### Work task
Return every line from the records below with the string "Harvest".

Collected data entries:
╭──
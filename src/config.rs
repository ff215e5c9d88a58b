//! PLBERT configuration.
//!
//! The training run writes a `config.yml` next to its checkpoints. Only the
//! `model_params` mapping matters for loading; it holds the ALBERT
//! hyperparameters. Keys missing from `model_params` fall back to the
//! Hugging Face `AlbertConfig` defaults.
//!
//! ```yaml
//! log_dir: "Checkpoint"
//! batch_size: 192
//! model_params:
//!   vocab_size: 178
//!   hidden_size: 768
//!   num_attention_heads: 12
//!   intermediate_size: 2048
//!   max_position_embeddings: 512
//!   num_hidden_layers: 12
//!   dropout: 0.1
//! ```

use std::collections::BTreeMap;
use std::path::Path;

use candle_nn::Activation;
use serde::{Deserialize, Serialize};

use crate::{Error, Result};

/// Default config file name inside a PLBERT log directory.
pub const CONFIG_FILE_NAME: &str = "config.yml";

/// ALBERT architecture hyperparameters.
#[derive(Debug, Clone, Serialize, Deserialize)]
#[serde(default)]
pub struct AlbertConfig {
    // --- Embeddings ---
    pub vocab_size: usize,
    pub embedding_size: usize,
    pub max_position_embeddings: usize,
    pub type_vocab_size: usize,
    pub position_embedding_type: String,

    // --- Transformer ---
    pub hidden_size: usize,
    pub num_hidden_layers: usize,
    pub num_hidden_groups: usize,
    pub inner_group_num: usize,
    pub num_attention_heads: usize,
    pub intermediate_size: usize,
    pub hidden_act: Activation,
    pub layer_norm_eps: f64,

    // --- Training-time only ---
    pub hidden_dropout_prob: f64,
    pub attention_probs_dropout_prob: f64,
    pub initializer_range: f64,

    // --- Tokens ---
    pub pad_token_id: u32,
    pub bos_token_id: u32,
    pub eos_token_id: u32,

    /// Also return every intermediate hidden state from the base model.
    pub output_hidden_states: bool,

    /// Keys the architecture does not use (e.g. PLBERT's `dropout`).
    #[serde(flatten)]
    pub extra: BTreeMap<String, serde_yaml::Value>,
}

impl Default for AlbertConfig {
    fn default() -> Self {
        Self {
            vocab_size: 30000,
            embedding_size: 128,
            max_position_embeddings: 512,
            type_vocab_size: 2,
            position_embedding_type: "absolute".to_string(),
            hidden_size: 4096,
            num_hidden_layers: 12,
            num_hidden_groups: 1,
            inner_group_num: 1,
            num_attention_heads: 64,
            intermediate_size: 16384,
            hidden_act: Activation::NewGelu,
            layer_norm_eps: 1e-12,
            hidden_dropout_prob: 0.0,
            attention_probs_dropout_prob: 0.0,
            initializer_range: 0.02,
            pad_token_id: 0,
            bos_token_id: 2,
            eos_token_id: 3,
            output_hidden_states: false,
            extra: BTreeMap::new(),
        }
    }
}

impl AlbertConfig {
    /// Per-head dimension (hidden_size / num_attention_heads).
    pub fn head_dim(&self) -> usize {
        self.hidden_size / self.num_attention_heads
    }

    /// Number of transformer passes that share one layer group.
    pub fn layers_per_group(&self) -> f64 {
        self.num_hidden_layers as f64 / self.num_hidden_groups as f64
    }

    /// Reject hyperparameters the architecture cannot be built with.
    pub fn validate(&self) -> Result<()> {
        if self.num_attention_heads == 0 || self.hidden_size % self.num_attention_heads != 0 {
            return Err(Error::Config(format!(
                "hidden_size ({}) is not a multiple of num_attention_heads ({})",
                self.hidden_size, self.num_attention_heads
            )));
        }
        if self.num_hidden_groups == 0 {
            return Err(Error::Config("num_hidden_groups must be at least 1".to_string()));
        }
        if self.position_embedding_type != "absolute" {
            return Err(Error::Config(format!(
                "unsupported position_embedding_type '{}'",
                self.position_embedding_type
            )));
        }
        Ok(())
    }
}

/// The whole `config.yml` of a PLBERT training run.
#[derive(Debug, Clone, Serialize, Deserialize)]
pub struct PlbertConfig {
    pub model_params: AlbertConfig,

    /// Training and dataset settings, kept verbatim.
    #[serde(flatten)]
    pub extra: BTreeMap<String, serde_yaml::Value>,
}

impl PlbertConfig {
    /// Parse a YAML document.
    pub fn from_yaml_str(yaml: &str) -> Result<Self> {
        Ok(serde_yaml::from_str(yaml)?)
    }

    /// Read and parse a YAML config file.
    pub fn from_file(path: impl AsRef<Path>) -> Result<Self> {
        let yaml = std::fs::read_to_string(path.as_ref())?;
        Self::from_yaml_str(&yaml)
    }
}

#[cfg(test)]
mod tests {
    use super::*;

    const PLBERT_YAML: &str = r#"
log_dir: "Checkpoint"
mixed_precision: "fp16"
data_folder: "wikipedia_20220301.en.processed"
batch_size: 192
save_interval: 5000
log_interval: 10
num_process: 1
num_steps: 1000000

dataset_params:
    tokenizer: "transfo-xl-wt103"
    token_separator: " "
    token_mask: "M"
    word_separator: 3039
    token_maps: "token_maps.pkl"
    max_mel_length: 512
    word_mask_prob: 0.15
    phoneme_mask_prob: 0.1
    replace_prob: 0.2

model_params:
    vocab_size: 178
    hidden_size: 768
    num_attention_heads: 12
    intermediate_size: 2048
    max_position_embeddings: 512
    num_hidden_layers: 12
    dropout: 0.1
"#;

    #[test]
    fn test_default_config() {
        let cfg = AlbertConfig::default();
        assert_eq!(cfg.hidden_size, 4096);
        assert_eq!(cfg.embedding_size, 128);
        assert_eq!(cfg.head_dim(), 64);
        assert_eq!(cfg.hidden_act, Activation::NewGelu);
        assert!(cfg.validate().is_ok());
    }

    #[test]
    fn test_parse_plbert_config() {
        let cfg = PlbertConfig::from_yaml_str(PLBERT_YAML).unwrap();
        let m = &cfg.model_params;
        assert_eq!(m.vocab_size, 178);
        assert_eq!(m.hidden_size, 768);
        assert_eq!(m.num_attention_heads, 12);
        assert_eq!(m.intermediate_size, 2048);
        assert_eq!(m.num_hidden_layers, 12);
        assert_eq!(m.head_dim(), 64);
        // Not given: falls back to defaults
        assert_eq!(m.embedding_size, 128);
        assert_eq!(m.num_hidden_groups, 1);
        assert_eq!(m.type_vocab_size, 2);
        // Unknown key kept aside
        assert_eq!(m.extra.get("dropout").and_then(|v| v.as_f64()), Some(0.1));
        assert!(cfg.extra.contains_key("dataset_params"));
        assert_eq!(cfg.extra.get("batch_size").and_then(|v| v.as_u64()), Some(192));
        assert!(m.validate().is_ok());
    }

    #[test]
    fn test_hidden_act_names() {
        let cfg = PlbertConfig::from_yaml_str("model_params:\n  hidden_act: gelu_new\n").unwrap();
        assert_eq!(cfg.model_params.hidden_act, Activation::NewGelu);
        let cfg = PlbertConfig::from_yaml_str("model_params:\n  hidden_act: relu\n").unwrap();
        assert_eq!(cfg.model_params.hidden_act, Activation::Relu);
    }

    #[test]
    fn test_missing_model_params() {
        let err = PlbertConfig::from_yaml_str("batch_size: 8\n").unwrap_err();
        assert!(matches!(err, Error::Yaml(_)));
    }

    #[test]
    fn test_malformed_yaml() {
        let err = PlbertConfig::from_yaml_str("model_params: [1, 2").unwrap_err();
        assert!(matches!(err, Error::Yaml(_)));
    }

    #[test]
    fn test_missing_file() {
        let err = PlbertConfig::from_file("/nonexistent/plbert/config.yml").unwrap_err();
        assert!(matches!(err, Error::Io(_)));
    }

    #[test]
    fn test_validate_rejects_bad_heads() {
        let cfg = AlbertConfig {
            hidden_size: 100,
            num_attention_heads: 12,
            ..AlbertConfig::default()
        };
        assert!(matches!(cfg.validate(), Err(Error::Config(_))));
    }

    #[test]
    fn test_validate_rejects_relative_positions() {
        let cfg = AlbertConfig {
            position_embedding_type: "relative_key".to_string(),
            ..AlbertConfig::default()
        };
        assert!(matches!(cfg.validate(), Err(Error::Config(_))));
    }
}
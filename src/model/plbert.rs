//! PLBERT text encoder.
//!
//! A thin wrapper over [`AlbertModel`] whose forward pass yields only the
//! final-layer hidden state [B, T, hidden_size]. Pooled output and
//! intermediate states are dropped.

use candle_core::{Module, Result, Tensor};
use candle_nn::VarBuilder;

use super::albert::AlbertModel;
use crate::config::AlbertConfig;

#[derive(Debug, Clone)]
pub struct Plbert {
    albert: AlbertModel,
    hidden_size: usize,
}

impl Plbert {
    pub fn new(cfg: &AlbertConfig, vb: VarBuilder) -> Result<Self> {
        Ok(Self {
            albert: AlbertModel::new(cfg, vb)?,
            hidden_size: cfg.hidden_size,
        })
    }

    /// Encode token ids.
    ///
    /// Inputs are passed unchanged to [`AlbertModel::forward`]; returns its
    /// `last_hidden_state`.
    pub fn forward(
        &self,
        input_ids: &Tensor,
        attention_mask: Option<&Tensor>,
        token_type_ids: Option<&Tensor>,
    ) -> Result<Tensor> {
        let output = self
            .albert
            .forward(input_ids, attention_mask, token_type_ids)?;
        Ok(output.last_hidden_state)
    }

    /// Output width of [`Plbert::forward`].
    pub fn hidden_size(&self) -> usize {
        self.hidden_size
    }

    /// The underlying ALBERT model.
    pub fn albert(&self) -> &AlbertModel {
        &self.albert
    }
}

impl Module for Plbert {
    fn forward(&self, input_ids: &Tensor) -> Result<Tensor> {
        Plbert::forward(self, input_ids, None, None)
    }
}

#[cfg(test)]
mod tests {
    use super::*;
    use candle_core::{DType, Device};
    use candle_nn::VarMap;

    fn tiny_cfg() -> AlbertConfig {
        AlbertConfig {
            vocab_size: 32,
            embedding_size: 8,
            hidden_size: 16,
            num_hidden_layers: 2,
            num_attention_heads: 4,
            intermediate_size: 24,
            max_position_embeddings: 16,
            output_hidden_states: true,
            ..AlbertConfig::default()
        }
    }

    #[test]
    fn test_forward_is_last_hidden_state() {
        let dev = Device::Cpu;
        let varmap = VarMap::new();
        let vb = VarBuilder::from_varmap(&varmap, DType::F32, &dev);
        let plbert = Plbert::new(&tiny_cfg(), vb).unwrap();

        let ids = Tensor::new(&[[3u32, 1, 4, 1, 5], [9, 2, 6, 0, 0]], &dev).unwrap();
        let mask = Tensor::new(&[[1u32, 1, 1, 1, 1], [1, 1, 1, 0, 0]], &dev).unwrap();

        let out = plbert.forward(&ids, Some(&mask), None).unwrap();
        let base = plbert.albert().forward(&ids, Some(&mask), None).unwrap();

        assert_eq!(out.dims(), &[2, 5, 16]);
        assert_eq!(out.dims(), base.last_hidden_state.dims());
        let a: Vec<f32> = out.flatten_all().unwrap().to_vec1().unwrap();
        let b: Vec<f32> = base.last_hidden_state.flatten_all().unwrap().to_vec1().unwrap();
        assert_eq!(a, b);
    }

    #[test]
    fn test_module_forward() {
        let dev = Device::Cpu;
        let vb = VarBuilder::zeros(DType::F32, &dev);
        let plbert = Plbert::new(&tiny_cfg(), vb).unwrap();
        let ids = Tensor::new(&[[1u32, 2, 3]], &dev).unwrap();
        let out = ids.apply(&plbert).unwrap();
        assert_eq!(out.dims(), &[1, 3, plbert.hidden_size()]);
    }
}
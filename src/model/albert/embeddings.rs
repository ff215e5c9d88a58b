//! ALBERT input embeddings.
//!
//! ```text
//! word_embeddings(input_ids) + position_embeddings(0..T) + token_type_embeddings(type_ids)
//!   → LayerNorm(embedding_size)
//! ```
//!
//! Output width is `embedding_size`, not `hidden_size`; the encoder projects
//! it up with `embedding_hidden_mapping_in`.

use candle_core::{DType, Module, Result, Tensor};
use candle_nn::{Embedding, LayerNorm, VarBuilder};

use super::{embedding, layer_norm};
use crate::config::AlbertConfig;

#[derive(Debug, Clone)]
pub struct AlbertEmbeddings {
    word_embeddings: Embedding,
    position_embeddings: Embedding,
    token_type_embeddings: Embedding,
    layer_norm: LayerNorm,
}

impl AlbertEmbeddings {
    pub fn new(cfg: &AlbertConfig, vb: VarBuilder) -> Result<Self> {
        let std = cfg.initializer_range;
        Ok(Self {
            word_embeddings: embedding(
                cfg.vocab_size,
                cfg.embedding_size,
                std,
                vb.pp("word_embeddings"),
            )?,
            position_embeddings: embedding(
                cfg.max_position_embeddings,
                cfg.embedding_size,
                std,
                vb.pp("position_embeddings"),
            )?,
            token_type_embeddings: embedding(
                cfg.type_vocab_size,
                cfg.embedding_size,
                std,
                vb.pp("token_type_embeddings"),
            )?,
            layer_norm: layer_norm(cfg.embedding_size, cfg.layer_norm_eps, vb.pp("LayerNorm"))?,
        })
    }

    /// Token embedding table, [vocab_size, embedding_size].
    pub fn word_embeddings(&self) -> &Embedding {
        &self.word_embeddings
    }

    /// - `input_ids`: [B, T] (u32)
    /// - `token_type_ids`: [B, T], zeros when `None`
    ///
    /// Returns [B, T, embedding_size].
    pub fn forward(&self, input_ids: &Tensor, token_type_ids: Option<&Tensor>) -> Result<Tensor> {
        let (_batch, seq_len) = input_ids.dims2()?;
        let device = input_ids.device();

        let position_ids = Tensor::arange(0u32, seq_len as u32, device)?.unsqueeze(0)?;
        let token_type_ids = match token_type_ids {
            Some(ids) => ids.to_dtype(DType::U32)?,
            None => input_ids.zeros_like()?.to_dtype(DType::U32)?,
        };

        let words = self.word_embeddings.forward(input_ids)?;
        let positions = self.position_embeddings.forward(&position_ids)?;
        let token_types = self.token_type_embeddings.forward(&token_type_ids)?;

        let h = words.broadcast_add(&positions)?.add(&token_types)?;
        self.layer_norm.forward(&h)
    }
}

#[cfg(test)]
mod tests {
    use super::*;
    use candle_core::Device;

    #[test]
    fn test_embeddings_shape() {
        let dev = Device::Cpu;
        let cfg = AlbertConfig {
            vocab_size: 20,
            embedding_size: 8,
            max_position_embeddings: 16,
            ..AlbertConfig::default()
        };
        let vb = VarBuilder::zeros(DType::F32, &dev);
        let emb = AlbertEmbeddings::new(&cfg, vb.pp("embeddings")).unwrap();
        let ids = Tensor::new(&[[1u32, 2, 3, 4, 5], [6, 7, 8, 0, 0]], &dev).unwrap();
        let out = emb.forward(&ids, None).unwrap();
        assert_eq!(out.dims(), &[2, 5, 8]);
    }
}
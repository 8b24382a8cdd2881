//! Markdown summary generation
//!
//! Renders a table of job snapshots with their counters, durations and error
//! summaries.

use crate::jobs::Job;
use crate::output::OutputResult;
use std::fs::File;
use std::io::Write;
use std::path::Path;

/// Writes the markdown summary of `jobs` to `output_path`
pub fn write_markdown_summary(jobs: &[Job], output_path: &Path) -> OutputResult<()> {
    let markdown = format_markdown_summary(jobs);

    let mut file = File::create(output_path)?;
    file.write_all(markdown.as_bytes())?;

    Ok(())
}

/// Formats job snapshots as markdown
pub fn format_markdown_summary(jobs: &[Job]) -> String {
    let mut md = String::new();

    md.push_str("# Harvest Job Summary\n\n");

    let processed: u64 = jobs.iter().map(|j| j.processed).sum();
    let saved: u64 = jobs.iter().map(|j| j.succeeded).sum();
    let skipped: u64 = jobs.iter().map(|j| j.skipped).sum();
    let failed: u64 = jobs.iter().map(|j| j.failed).sum();

    md.push_str("## Totals\n\n");
    md.push_str(&format!("- **Jobs**: {}\n", jobs.len()));
    md.push_str(&format!("- **Items Processed**: {}\n", processed));
    md.push_str(&format!("- **Saved**: {}\n", saved));
    md.push_str(&format!("- **Skipped**: {}\n", skipped));
    md.push_str(&format!("- **Failed**: {}\n\n", failed));

    if jobs.is_empty() {
        return md;
    }

    md.push_str("## Jobs\n\n");
    md.push_str("| Job | Kind | Mode | State | Total | Saved | Skipped | Failed | Duration |\n");
    md.push_str("|-----|------|------|-------|-------|-------|---------|--------|----------|\n");

    for job in jobs {
        let duration = job
            .duration()
            .map(|d| format!("{:.1}s", d.num_milliseconds() as f64 / 1000.0))
            .unwrap_or_else(|| "-".to_string());
        md.push_str(&format!(
            "| {} | {} | {} | {} | {} | {} | {} | {} | {} |\n",
            job.id,
            job.kind,
            job.mode,
            job.state,
            job.total,
            job.succeeded,
            job.skipped,
            job.failed,
            duration
        ));
    }
    md.push('\n');

    let problems: Vec<&Job> = jobs.iter().filter(|j| j.error_summary.is_some()).collect();
    if !problems.is_empty() {
        md.push_str("## Errors\n\n");
        for job in problems {
            md.push_str(&format!(
                "- `{}` ({}): {}\n",
                job.id,
                job.kind,
                job.error_summary.as_deref().unwrap_or_default()
            ));
        }
        md.push('\n');
    }

    md
}

#[cfg(test)]
mod tests {
    use super::*;
    use crate::crawler::ExecutionMode;
    use crate::jobs::JobState;

    fn finished_job(kind: &str, failed: u64) -> Job {
        let mut job = Job::new(kind, ExecutionMode::Async);
        job.transition(JobState::Running).unwrap();
        job.total = 10;
        for _ in 0..(10 - failed) {
            job.record_success();
        }
        for _ in 0..failed {
            job.record_failure();
        }
        if failed > 0 {
            job.error_summary = Some(format!("{} items failed; last: HTTP 404", failed));
        }
        job.transition(JobState::Completed).unwrap();
        job
    }

    #[test]
    fn test_format_markdown_summary() {
        let jobs = vec![finished_job("news", 0), finished_job("forum", 2)];
        let markdown = format_markdown_summary(&jobs);

        assert!(markdown.contains("# Harvest Job Summary"));
        assert!(markdown.contains("- **Jobs**: 2"));
        assert!(markdown.contains("- **Saved**: 18"));
        assert!(markdown.contains("| news | async | completed | 10 | 10 | 0 | 0 |"));
        assert!(markdown.contains("## Errors"));
        assert!(markdown.contains("2 items failed"));
    }

    #[test]
    fn test_no_jobs() {
        let markdown = format_markdown_summary(&[]);
        assert!(markdown.contains("- **Jobs**: 0"));
        assert!(!markdown.contains("## Jobs"));
    }

    #[test]
    fn test_write_markdown_summary() {
        let dir = tempfile::tempdir().unwrap();
        let path = dir.path().join("summary.md");

        write_markdown_summary(&[finished_job("news", 1)], &path).unwrap();
        let written = std::fs::read_to_string(&path).unwrap();
        assert!(written.contains("news"));
    }
}
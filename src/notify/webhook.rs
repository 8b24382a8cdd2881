//! JSON webhook transport

use crate::notify::{JobEvent, NotificationSink, NotifyError};
use async_trait::async_trait;
use reqwest::Client;
use std::time::Duration;

/// POSTs every event as JSON to a fixed endpoint
#[derive(Debug, Clone)]
pub struct WebhookNotifier {
    client: Client,
    endpoint: String,
}

impl WebhookNotifier {
    pub fn new(endpoint: &str) -> Result<Self, reqwest::Error> {
        let client = Client::builder().timeout(Duration::from_secs(10)).build()?;
        Ok(Self::with_client(client, endpoint))
    }

    pub fn with_client(client: Client, endpoint: &str) -> Self {
        Self {
            client,
            endpoint: endpoint.to_string(),
        }
    }
}

#[async_trait]
impl NotificationSink for WebhookNotifier {
    async fn notify(&self, event: &JobEvent) -> Result<(), NotifyError> {
        let response = self.client.post(&self.endpoint).json(event).send().await?;

        if !response.status().is_success() {
            return Err(NotifyError::Delivery(format!(
                "{} answered HTTP {}",
                self.endpoint,
                response.status().as_u16()
            )));
        }

        tracing::debug!("Delivered {} event for job {}", event.kind, event.job.id);
        Ok(())
    }
}
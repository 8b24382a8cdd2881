//! Output module for reporting job results
//!
//! This module handles:
//! - Markdown summaries of finished jobs
//! - Printing the failed-item ledger and stored-item statistics

mod markdown;
pub mod stats;

pub use markdown::{format_markdown_summary, write_markdown_summary};
pub use stats::{load_statistics, print_statistics, LedgerStatistics};

use crate::storage::StorageError;
use thiserror::Error;

/// Errors that can occur while producing output
#[derive(Debug, Error)]
pub enum OutputError {
    #[error("IO error: {0}")]
    Io(#[from] std::io::Error),

    #[error("Storage error: {0}")]
    Storage(#[from] StorageError),
}

pub type OutputResult<T> = Result<T, OutputError>;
╰──
### Solution below
    md.push_str("# Harvest Job Summary\n\n");
        assert!(markdown.contains("# Harvest Job Summary"));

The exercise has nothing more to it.